About this exercise →
Print out the entries, word for word.

Recorded data →

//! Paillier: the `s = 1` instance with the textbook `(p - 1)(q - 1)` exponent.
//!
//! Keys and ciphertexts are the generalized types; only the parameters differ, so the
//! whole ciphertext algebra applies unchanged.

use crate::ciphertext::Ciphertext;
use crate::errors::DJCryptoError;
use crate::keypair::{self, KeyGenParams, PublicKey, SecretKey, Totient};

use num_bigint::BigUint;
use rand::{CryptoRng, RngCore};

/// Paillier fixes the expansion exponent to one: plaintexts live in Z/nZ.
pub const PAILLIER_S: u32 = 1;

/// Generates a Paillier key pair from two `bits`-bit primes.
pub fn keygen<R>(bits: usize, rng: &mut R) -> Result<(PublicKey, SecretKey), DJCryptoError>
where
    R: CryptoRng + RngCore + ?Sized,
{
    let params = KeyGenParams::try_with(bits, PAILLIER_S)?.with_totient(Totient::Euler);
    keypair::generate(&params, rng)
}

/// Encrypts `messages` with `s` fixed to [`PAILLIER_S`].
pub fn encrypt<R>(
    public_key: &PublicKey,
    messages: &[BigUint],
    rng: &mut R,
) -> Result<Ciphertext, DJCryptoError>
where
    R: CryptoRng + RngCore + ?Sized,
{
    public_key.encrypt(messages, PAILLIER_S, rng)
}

Answer area →
//! Paillier: the `s = 1` instance with the textbook `(p - 1)(q - 1)` exponent.
//!
//! Keys and ciphertexts are the generalized types; only the parameters differ, so the
//! whole ciphertext algebra applies unchanged.

use crate::ciphertext::Ciphertext;
use crate::errors::DJCryptoError;
use crate::keypair::{self, KeyGenParams, PublicKey, SecretKey, Totient};

use num_bigint::BigUint;
use rand::{CryptoRng, RngCore};

/// Paillier fixes the expansion exponent to one: plaintexts live in Z/nZ.
pub const PAILLIER_S: u32 = 1;

/// Generates a Paillier key pair from two `bits`-bit primes.
pub fn keygen<R>(bits: usize, rng: &mut R) -> Result<(PublicKey, SecretKey), DJCryptoError>
where
    R: CryptoRng + RngCore + ?Sized,
{
    let params = KeyGenParams::try_with(bits, PAILLIER_S)?.with_totient(Totient::Euler);
    keypair::generate(&params, rng)
}

/// Encrypts `messages` with `s` fixed to [`PAILLIER_S`].
pub fn encrypt<R>(
    public_key: &PublicKey,
    messages: &[BigUint],
    rng: &mut R,
) -> Result<Ciphertext, DJCryptoError>
where
    R: CryptoRng + RngCore + ?Sized,
{
    public_key.encrypt(messages, PAILLIER_S, rng)
}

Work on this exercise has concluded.